Depending on who you ask, only 63-66% of Americans have an emergency fund. This means most people do not budget for the unexpected and must draw money from elsewhere (including credit cards) in the event of an emergency.
Even if your current budget doesn’t allow a lot of wiggle-room, there are still measures you can take to start building an emergency fund. Here are some of the common questions people have regarding emergency funds:
How Much Should Be in an Emergency Fund?
The recommended amount for an emergency fund is enough for 3-6 months of expenses (like bills and groceries — the necessities). This Emergency Fund Calculator can help you determine the ideal amount you should have saved. Trying to save for 3-6 months can seem daunting, especially for households with only person generating income. Aiming for a starting point of two weeks, especially if it’s just for a single person household, can be enough to help through an unexpected expense. The 3-6 month range is helpful for those who have families and/or those who want to a buffer in the event of an unexpected job loss. This article notes that unless your lifestyle changes (i.e. you purchase a car and have a new payment), you can usually stop contributing to an emergency fund and put this money elsewhere.

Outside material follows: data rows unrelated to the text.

//! Connector hub
//!
//! The hub binds a configuration tree into connector nodes addressed
//! by dotted path, resolves delegation links into shared connection
//! owners, and drives root-level start/stop. Delegation is resolved
//! once, at bind time: dangling references and cycles fail here, not
//! at first use.

use std::collections::{BTreeMap, HashMap, HashSet};
use std::sync::Arc;
use tracing::{debug, info};

use super::config::{ConnectionSource, ConnectorConfig};
use super::{ConnectionOwner, Connector, InheritedContext};
use crate::adapter::AdapterRegistry;
use crate::error::{Error, Result};

/// One flattened configuration node
struct FlatNode {
    parent: Option<String>,
    /// Prefix segment this node contributes, if any
    segment: Option<String>,
    joiner: String,
    brackets: bool,
    source: ConnectionSource,
}

/// Registry of bound connector nodes
pub struct Hub {
    nodes: HashMap<String, Connector>,
    owners: Vec<Arc<ConnectionOwner>>,
}

impl std::fmt::Debug for Hub {
    fn fmt(&self, f: &mut std::fmt::Formatter<'_>) -> std::fmt::Result {
        f.debug_struct("Hub")
            .field("nodes", &self.nodes.keys().collect::<Vec<_>>())
            .field("owners", &self.owners.len())
            .finish()
    }
}

impl Hub {
    /// Bind a tree of named connector configurations
    pub fn bind(configs: BTreeMap<String, ConnectorConfig>) -> Result<Hub> {
        Hub::bind_with_registry(configs, Arc::new(AdapterRegistry::new()))
    }

    /// Bind against a custom adapter registry
    pub fn bind_with_registry(
        configs: BTreeMap<String, ConnectorConfig>,
        registry: Arc<AdapterRegistry>,
    ) -> Result<Hub> {
        let mut flat: BTreeMap<String, FlatNode> = BTreeMap::new();
        for (name, config) in &configs {
            flatten(name, None, config, None, &mut flat)?;
        }

        // Resolve every node to the path of its owning connector
        let mut resolved: HashMap<String, String> = HashMap::new();
        for path in flat.keys() {
            let owner_path = resolve_owner(path, &flat)?;
            resolved.insert(path.clone(), owner_path);
        }

        // One shared owner per owning node
        let mut owners_by_path: HashMap<String, Arc<ConnectionOwner>> = HashMap::new();
        for (path, node) in &flat {
            if let ConnectionSource::Own(params) = &node.source {
                owners_by_path.insert(
                    path.clone(),
                    Arc::new(ConnectionOwner::new(params.clone(), registry.clone())),
                );
            }
        }

        let mut nodes = HashMap::new();
        for (path, node) in &flat {
            let owner_path = &resolved[path];
            let owner = owners_by_path[owner_path].clone();

            // Accumulate prefix segments from the nearest ancestors
            // sharing this node's resolved connector
            let mut segments: Vec<String> = Vec::new();
            if let Some(segment) = &node.segment {
                segments.push(segment.clone());
            }
            let mut cursor = node.parent.clone();
            while let Some(parent_path) = cursor {
                if resolved[&parent_path] != *owner_path {
                    break;
                }
                let parent = &flat[&parent_path];
                if let Some(segment) = &parent.segment {
                    segments.push(segment.clone());
                }
                cursor = parent.parent.clone();
            }
            segments.reverse();

            let name = path.rsplit('.').next().unwrap_or(path);
            let connector = Connector::from_inherited(
                name,
                InheritedContext {
                    segments,
                    joiner: node.joiner.clone(),
                    brackets: node.brackets,
                    owner,
                },
            );
            nodes.insert(path.clone(), connector);
        }

        debug!(
            "bound {} connector nodes over {} connections",
            nodes.len(),
            owners_by_path.len()
        );
        Ok(Hub {
            nodes,
            owners: owners_by_path.into_values().collect(),
        })
    }

    /// Look a bound node up by dotted path
    pub fn get(&self, path: &str) -> Option<Connector> {
        self.nodes.get(path).cloned()
    }

    /// All bound paths, sorted
    pub fn paths(&self) -> Vec<&str> {
        let mut paths: Vec<&str> = self.nodes.keys().map(String::as_str).collect();
        paths.sort_unstable();
        paths
    }

    /// Establish every owned connection
    pub async fn start(&self) -> Result<()> {
        for owner in &self.owners {
            owner.connect().await?;
        }
        info!("hub started ({} connections)", self.owners.len());
        Ok(())
    }

    /// Tear every owned connection down
    pub async fn stop(&self) -> Result<()> {
        for owner in &self.owners {
            owner.disconnect().await?;
        }
        info!("hub stopped");
        Ok(())
    }
}

/// Flatten a configuration subtree into dotted-path nodes
fn flatten(
    path: &str,
    parent: Option<&str>,
    config: &ConnectorConfig,
    inherited: Option<(&str, bool)>,
    out: &mut BTreeMap<String, FlatNode>,
) -> Result<()> {
    let is_root = parent.is_none();
    let source = config
        .connection_source(is_root)
        .map_err(|err| match err {
            Error::Config(msg) => Error::Config(format!("{}: {}", path, msg)),
            other => other,
        })?;

    // Roots contribute a segment only when one is configured;
    // children default theirs to their own name
    let name = path.rsplit('.').next().unwrap_or(path);
    let segment = if is_root {
        config.prefix.clone()
    } else {
        Some(config.prefix.clone().unwrap_or_else(|| name.to_string()))
    };

    let joiner = config
        .joiner
        .as_deref()
        .or(inherited.map(|(joiner, _)| joiner))
        .unwrap_or(super::config::DEFAULT_JOINER)
        .to_string();
    let brackets = config
        .brackets
        .or(inherited.map(|(_, brackets)| brackets))
        .unwrap_or(false);

    for (child_name, child) in &config.children {
        let child_path = format!("{}.{}", path, child_name);
        flatten(
            &child_path,
            Some(path),
            child,
            Some((joiner.as_str(), brackets)),
            out,
        )?;
    }

    out.insert(
        path.to_string(),
        FlatNode {
            parent: parent.map(str::to_string),
            segment,
            joiner,
            brackets,
            source,
        },
    );
    Ok(())
}

/// Walk delegation references to the owning node
///
/// The walk memoizes nothing on its own; the hub calls it once per
/// node at bind time. Cycles and dangling references fail instead of
/// looping.
fn resolve_owner(path: &str, flat: &BTreeMap<String, FlatNode>) -> Result<String> {
    let mut visited: HashSet<String> = HashSet::new();
    let mut current = path.to_string();
    loop {
        if !visited.insert(current.clone()) {
            return Err(Error::Reference(format!(
                "connection reference cycle through {:?}",
                current
            )));
        }
        let node = flat.get(&current).ok_or_else(|| {
            Error::Reference(format!(
                "connection reference .{} does not name a configured connector",
                current
            ))
        })?;
        match &node.source {
            ConnectionSource::Own(_) => return Ok(current),
            ConnectionSource::Link(target) => current = target.clone(),
            ConnectionSource::ParentOwned => match &node.parent {
                Some(parent) => current = parent.clone(),
                None => {
                    return Err(Error::Reference(format!(
                        "root connector {:?} has no connection to share",
                        current
                    )))
                }
            },
        }
    }
}

#[cfg(test)]
mod tests {
    use super::*;

    fn bind(config: serde_json::Value) -> Result<Hub> {
        Hub::bind(serde_json::from_value(config).unwrap())
    }

    #[test]
    fn test_nested_prefixes() {
        let hub = bind(serde_json::json!({
            "connector": {
                "prefix": "a",
                "children": {
                    "b": {},
                    "c": {"prefix": "z"}
                }
            }
        }))
        .unwrap();

        let root = hub.get("connector").unwrap();
        assert_eq!(root.raw_key("3"), "a:3");
        assert_eq!(root.clean_key("a:3"), "3");

        let b = hub.get("connector.b").unwrap();
        assert_eq!(b.raw_key("3"), "a:b:3");
        let c = hub.get("connector.c").unwrap();
        assert_eq!(c.raw_key("3"), "a:z:3");

        // child-prefix equivalence
        assert_eq!(root.raw_key("b:x"), b.raw_key("x"));
        assert_eq!(root.raw_key("z:x"), c.raw_key("x"));
    }

    #[test]
    fn test_children_share_root_connection() {
        let hub = bind(serde_json::json!({
            "connector": {"prefix": "a", "children": {"b": {}}}
        }))
        .unwrap();
        let root = hub.get("connector").unwrap();
        let b = hub.get("connector.b").unwrap();
        assert!(root.shares_connection(&b));
    }

    #[test]
    fn test_link_shares_connection_not_prefix() {
        let hub = bind(serde_json::json!({
            "main": {"prefix": "a"},
            "dep": {"prefix": "d", "connection": ".main"}
        }))
        .unwrap();
        let main = hub.get("main").unwrap();
        let dep = hub.get("dep").unwrap();
        assert!(main.shares_connection(&dep));
        // the referenced connector's segments never leak in
        assert_eq!(dep.raw_key("3"), "d:3");
    }

    #[test]
    fn test_child_delegating_away_keeps_own_branch_only() {
        let hub = bind(serde_json::json!({
            "a": {
                "prefix": "a",
                "children": {"b": {"connection": ".other"}}
            },
            "other": {}
        }))
        .unwrap();
        let b = hub.get("a.b").unwrap();
        let other = hub.get("other").unwrap();
        assert!(b.shares_connection(&other));
        assert!(!b.shares_connection(&hub.get("a").unwrap()));
        // prefix accumulation stops at the connection boundary
        assert_eq!(b.raw_key("3"), "b:3");
    }

    #[test]
    fn test_dangling_reference_fails_at_bind() {
        let err = bind(serde_json::json!({
            "connector": {"connection": ".missing"}
        }))
        .unwrap_err();
        assert!(matches!(err, Error::Reference(_)));
    }

    #[test]
    fn test_reference_cycle_fails_at_bind() {
        let err = bind(serde_json::json!({
            "x": {"connection": ".y"},
            "y": {"connection": ".x"}
        }))
        .unwrap_err();
        assert!(matches!(err, Error::Reference(_)));
    }

    #[test]
    fn test_malformed_reference_fails_at_bind() {
        let err = bind(serde_json::json!({
            "connector": {"connection": "redis"}
        }))
        .unwrap_err();
        assert!(matches!(err, Error::Config(_)));
    }

    #[test]
    fn test_link_to_nested_node() {
        let hub = bind(serde_json::json!({
            "root": {"children": {"inner": {"dsn": "redis://localhost"}}},
            "dep": {"connection": ".root.inner"}
        }))
        .unwrap();
        let dep = hub.get("dep").unwrap();
        let inner = hub.get("root.inner").unwrap();
        assert!(dep.shares_connection(&inner));
    }

    #[test]
    fn test_brackets_inherited_by_children() {
        let hub = bind(serde_json::json!({
            "connector": {"prefix": "a", "brackets": true, "children": {"b": {}}}
        }))
        .unwrap();
        assert_eq!(hub.get("connector.b").unwrap().raw_key("x"), "a:b:{x}");
    }

    #[tokio::test]
    async fn test_start_and_stop_with_memory_adapter() {
        let hub = bind(serde_json::json!({
            "connector": {"prefix": "a", "client": "memory", "children": {"b": {}}}
        }))
        .unwrap();
        hub.start().await.unwrap();
        let b = hub.get("connector.b").unwrap();
        assert_eq!(b.client().await.unwrap().name(), "memory");
        hub.stop().await.unwrap();
    }

    #[tokio::test]
    async fn test_concurrent_first_use_connects_once() {
        let hub = bind(serde_json::json!({
            "connector": {"client": "memory", "children": {"b": {}, "c": {}}}
        }))
        .unwrap();
        let b = hub.get("connector.b").unwrap();
        let c = hub.get("connector.c").unwrap();
        let (left, right) = tokio::join!(b.client(), c.client());
        let left = left.unwrap();
        let right = right.unwrap();
        // both children settled on the very same adapter instance
        assert!(Arc::ptr_eq(&left, &right));
    }
}
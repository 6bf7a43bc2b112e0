//! Score-ordered queues
//!
//! Values live in a sorted set as `(score, payload)`; the lowest
//! score pops first. Peek-and-remove runs as one atomic script so two
//! concurrent consumers never receive the same member. The
//! timestamp-gated variant additionally refuses members whose score
//! has not yet been reached by the caller's clock.

use bytes::Bytes;
use serde::de::DeserializeOwned;
use serde::{Deserialize, Serialize};
use std::marker::PhantomData;
use std::time::{Duration, SystemTime, UNIX_EPOCH};
use tokio::sync::Mutex;
use tokio::time::Instant;

use super::scripts;
use crate::adapter::Reply;
use crate::codec;
use crate::connector::Connector;
use crate::error::{Error, Result};

/// Score queue configuration
#[derive(Debug, Clone, Deserialize)]
pub struct ScoreQueueConfig {
    /// Logical queue key, qualified under the connector's prefix
    pub key: String,

    /// Sleep between empty polls, seconds
    #[serde(default = "super::default_poll_interval")]
    pub poll_interval: f64,
}

impl ScoreQueueConfig {
    pub fn new(key: impl Into<String>) -> Self {
        ScoreQueueConfig {
            key: key.into(),
            poll_interval: super::default_poll_interval(),
        }
    }
}

/// Interpret a script reply as the popped `(member, score)` pair
fn scored_pair(reply: &Reply) -> Result<Option<(Bytes, f64)>> {
    if reply.is_empty() {
        return Ok(None);
    }
    if let Some([member, score]) = reply.as_array() {
        if let (Some(member), Some(score)) = (member.as_data(), score.as_f64()) {
            return Ok(Some((member.clone(), score)));
        }
    }
    Err(Error::Config(format!(
        "unexpected dequeue script reply: {}",
        reply
    )))
}

/// Priority queue over a sorted set; lower score pops first
pub struct ScoreQueue<T> {
    connector: Connector,
    key: String,
    poll_interval: Duration,
    guard: Mutex<()>,
    _payload: PhantomData<fn() -> T>,
}

impl<T> ScoreQueue<T>
where
    T: Serialize + DeserializeOwned + Send,
{
    pub fn bind(connector: Connector, config: ScoreQueueConfig) -> ScoreQueue<T> {
        let key = connector.raw_key(&config.key);
        ScoreQueue {
            connector,
            key,
            poll_interval: Duration::from_secs_f64(config.poll_interval),
            guard: Mutex::new(()),
            _payload: PhantomData,
        }
    }

    pub fn key(&self) -> &str {
        &self.key
    }

    /// Insert or reposition a value at the given score
    pub async fn put(&self, score: f64, value: &T) -> Result<()> {
        let raw = codec::encode(value)?;
        let client = self.connector.client().await?;
        client.zadd(&self.key, score, raw).await?;
        Ok(())
    }

    /// One atomic pop attempt, no waiting
    pub async fn try_pop(&self) -> Result<Option<(f64, T)>> {
        let client = self.connector.client().await?;
        let reply = client
            .eval(scripts::POP_LOWEST, std::slice::from_ref(&self.key), &[])
            .await?;
        match scored_pair(&reply)? {
            Some((member, score)) => Ok(Some((score, codec::decode(&member)?))),
            None => Ok(None),
        }
    }

    /// Pop the lowest-scored value, polling until one appears
    ///
    /// `deadline: None` polls forever at the configured interval;
    /// `Some(limit)` yields [`Error::Timeout`] once `limit` elapses.
    pub async fn get(&self, deadline: Option<Duration>) -> Result<(f64, T)> {
        let _guard = self.guard.lock().await;
        let started = Instant::now();
        loop {
            if let Some(popped) = self.try_pop().await? {
                return Ok(popped);
            }
            if let Some(limit) = deadline {
                if started.elapsed() >= limit {
                    return Err(Error::Timeout);
                }
            }
            tokio::time::sleep(self.poll_interval).await;
        }
    }

    pub async fn length(&self) -> Result<u64> {
        let client = self.connector.client().await?;
        client.zcard(&self.key).await
    }

    /// All values in ascending score order
    pub async fn list(&self) -> Result<Vec<T>> {
        let client = self.connector.client().await?;
        let raw = client.zrange(&self.key, 0, -1).await?;
        raw.iter().map(|member| codec::decode(member)).collect()
    }

    /// Remove a value regardless of its score
    pub async fn remove(&self, value: &T) -> Result<()> {
        let raw = codec::encode(value)?;
        let client = self.connector.client().await?;
        client.zrem(&self.key, raw).await?;
        Ok(())
    }
}

/// Timestamp-gated score queue: members become visible only once the
/// caller's clock passes their score
pub struct TimestampQueue<T> {
    inner: ScoreQueue<T>,
}

impl<T> TimestampQueue<T>
where
    T: Serialize + DeserializeOwned + Send,
{
    pub fn bind(connector: Connector, config: ScoreQueueConfig) -> TimestampQueue<T> {
        TimestampQueue {
            inner: ScoreQueue::bind(connector, config),
        }
    }

    pub fn key(&self) -> &str {
        self.inner.key()
    }

    /// Schedule a value to become ready at the given timestamp score
    pub async fn put(&self, ready_at: f64, value: &T) -> Result<()> {
        self.inner.put(ready_at, value).await
    }

    /// One atomic pop attempt against an explicit "now"
    ///
    /// The bound travels as a script argument so the pop decision uses
    /// the caller's clock, never the store's.
    pub async fn try_pop(&self, now: f64) -> Result<Option<(f64, T)>> {
        let client = self.inner.connector.client().await?;
        let reply = client
            .eval(
                scripts::POP_LOWEST_GATED,
                std::slice::from_ref(&self.inner.key),
                std::slice::from_ref(&now.to_string()),
            )
            .await?;
        match scored_pair(&reply)? {
            Some((member, score)) => Ok(Some((score, codec::decode(&member)?))),
            None => Ok(None),
        }
    }

    /// Pop the lowest ready value, polling with the wall clock
    ///
    /// Deadline semantics match [`ScoreQueue::get`].
    pub async fn get(&self, deadline: Option<Duration>) -> Result<(f64, T)> {
        let _guard = self.inner.guard.lock().await;
        let started = Instant::now();
        loop {
            let now = SystemTime::now()
                .duration_since(UNIX_EPOCH)
                .unwrap_or_default()
                .as_secs_f64();
            if let Some(popped) = self.try_pop(now).await? {
                return Ok(popped);
            }
            if let Some(limit) = deadline {
                if started.elapsed() >= limit {
                    return Err(Error::Timeout);
                }
            }
            tokio::time::sleep(self.inner.poll_interval).await;
        }
    }

    pub async fn length(&self) -> Result<u64> {
        self.inner.length().await
    }

    pub async fn list(&self) -> Result<Vec<T>> {
        self.inner.list().await
    }

    pub async fn remove(&self, value: &T) -> Result<()> {
        self.inner.remove(value).await
    }
}

#[cfg(test)]
mod tests {
    use super::*;
    use crate::adapter::MemoryAdapter;
    use std::sync::Arc;

    fn connector() -> Connector {
        Connector::with_adapter("test", Arc::new(MemoryAdapter::new()))
    }

    #[tokio::test]
    async fn test_drains_in_ascending_score_order() {
        let q: ScoreQueue<String> = ScoreQueue::bind(connector(), ScoreQueueConfig::new("q"));
        q.put(4.0, &"a".to_string()).await.unwrap();
        q.put(3.0, &"c".to_string()).await.unwrap();
        q.put(2.0, &"b".to_string()).await.unwrap();
        // re-adding "a" at a lower score repositions it
        q.put(1.0, &"a".to_string()).await.unwrap();

        assert_eq!(q.length().await.unwrap(), 3);
        assert_eq!(q.list().await.unwrap(), vec!["a", "b", "c"]);

        let (score, value) = q.get(Some(Duration::from_secs(1))).await.unwrap();
        assert_eq!((score, value.as_str()), (1.0, "a"));
        assert_eq!(q.list().await.unwrap(), vec!["b", "c"]);
        let (_, value) = q.get(Some(Duration::from_secs(1))).await.unwrap();
        assert_eq!(value, "b");
        let (_, value) = q.get(Some(Duration::from_secs(1))).await.unwrap();
        assert_eq!(value, "c");
        assert_eq!(q.length().await.unwrap(), 0);
    }

    #[tokio::test]
    async fn test_remove_by_value() {
        let q: ScoreQueue<String> = ScoreQueue::bind(connector(), ScoreQueueConfig::new("q"));
        q.put(1.0, &"3".to_string()).await.unwrap();
        assert_eq!(q.length().await.unwrap(), 1);
        q.remove(&"3".to_string()).await.unwrap();
        assert_eq!(q.length().await.unwrap(), 0);
    }

    #[tokio::test(start_paused = true)]
    async fn test_get_deadline_times_out() {
        let q: ScoreQueue<String> = ScoreQueue::bind(connector(), ScoreQueueConfig::new("q"));
        let err = q.get(Some(Duration::from_secs(1))).await.unwrap_err();
        assert!(err.is_timeout());
    }

    #[tokio::test]
    async fn test_no_duplicate_delivery_under_two_consumers() {
        let shared = connector();
        let a: Arc<ScoreQueue<i64>> =
            Arc::new(ScoreQueue::bind(shared.clone(), ScoreQueueConfig::new("q")));
        let b: Arc<ScoreQueue<i64>> =
            Arc::new(ScoreQueue::bind(shared, ScoreQueueConfig::new("q")));

        let total = 40;
        for i in 0..total {
            a.put(i as f64, &i).await.unwrap();
        }

        async fn drain(q: Arc<ScoreQueue<i64>>) -> Vec<i64> {
            let mut popped = Vec::new();
            while let Some((_, value)) = q.try_pop().await.unwrap() {
                popped.push(value);
                tokio::task::yield_now().await;
            }
            popped
        }

        let (left, right) = tokio::join!(
            tokio::spawn(drain(a)),
            tokio::spawn(drain(b))
        );
        let mut all = left.unwrap();
        all.extend(right.unwrap());

        // every pushed value came out exactly once
        assert_eq!(all.len(), total as usize);
        all.sort_unstable();
        all.dedup();
        assert_eq!(all.len(), total as usize);
    }

    #[tokio::test]
    async fn test_timestamp_gate_holds_future_elements() {
        let q: TimestampQueue<String> =
            TimestampQueue::bind(connector(), ScoreQueueConfig::new("q"));
        q.put(100.0, &"later".to_string()).await.unwrap();
        q.put(10.0, &"soon".to_string()).await.unwrap();

        // below both scores: nothing is ready
        assert!(q.try_pop(5.0).await.unwrap().is_none());
        assert_eq!(q.length().await.unwrap(), 2);

        // between the scores: only the earlier member pops
        let (score, value) = q.try_pop(50.0).await.unwrap().unwrap();
        assert_eq!((score, value.as_str()), (10.0, "soon"));
        assert!(q.try_pop(50.0).await.unwrap().is_none());

        // past the remaining score
        let (_, value) = q.try_pop(150.0).await.unwrap().unwrap();
        assert_eq!(value, "later");
        assert_eq!(q.length().await.unwrap(), 0);
    }

    #[tokio::test]
    async fn test_gated_list_is_score_ordered() {
        let q: TimestampQueue<String> =
            TimestampQueue::bind(connector(), ScoreQueueConfig::new("q"));
        q.put(100.0, &"c".to_string()).await.unwrap();
        q.put(4.0, &"a".to_string()).await.unwrap();
        assert_eq!(q.list().await.unwrap(), vec!["a", "c"]);
    }
}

What Should an Emergency Fund Be Used For?
As NerdWallet says, “emergencies” are not situations where you find something on sale or decide to take a spur-of-the-moment trip. Dipping into this fund for “fun money” is a form of financial self-sabotage that will haunt you when you actually need that money. Some examples of proper emergency-related fund use include medical emergencies, natural disasters, losing a job — any unexpected event that could have an impact on you financially. The ultimate goal of an emergency fund is to provide a cushion when unexpected events occur and keep you out of debt.
My Budget is Just About Spoken for, How Do I Save?
When you’re starting from scratch and don’t have much disposable income, the idea of an emergency fund probably seems trivial. Brokepedia recommends, at the very least, starting by setting $1 aside every day, which will add up to $365/year. Another tip is to dedicate your spare change to this fund, which should accelerate the growth. Every little bit counts and as long as you’re patient with the amount of time it will take to build up the savings you need.
Where Should My Emergency Fund Be?
This is a matter of personal preference. To stay organized and prevent dipping into your emergency fund, having it separate from your other accounts is usually recommended. Most people choose to do this in the form of opening a savings account. However, you may also decide to put it in a different type of account if you want to shop around for more competitive interest rates. This post from The Simple Dollar explains you will want it to be “safe, reliable, and accessible.” This is why savings accounts are usually ideal — they are consistent and you can access funds whenever you need to (as opposed to if you built your emergency fund in stocks). Those who are preparing for natural disasters tend to prefer keeping their funds as cash, which is a matter of personal preference.
Building an emergency fund should relieve stress rather than cause it — if disaster strikes, you will have one less thing to worry about!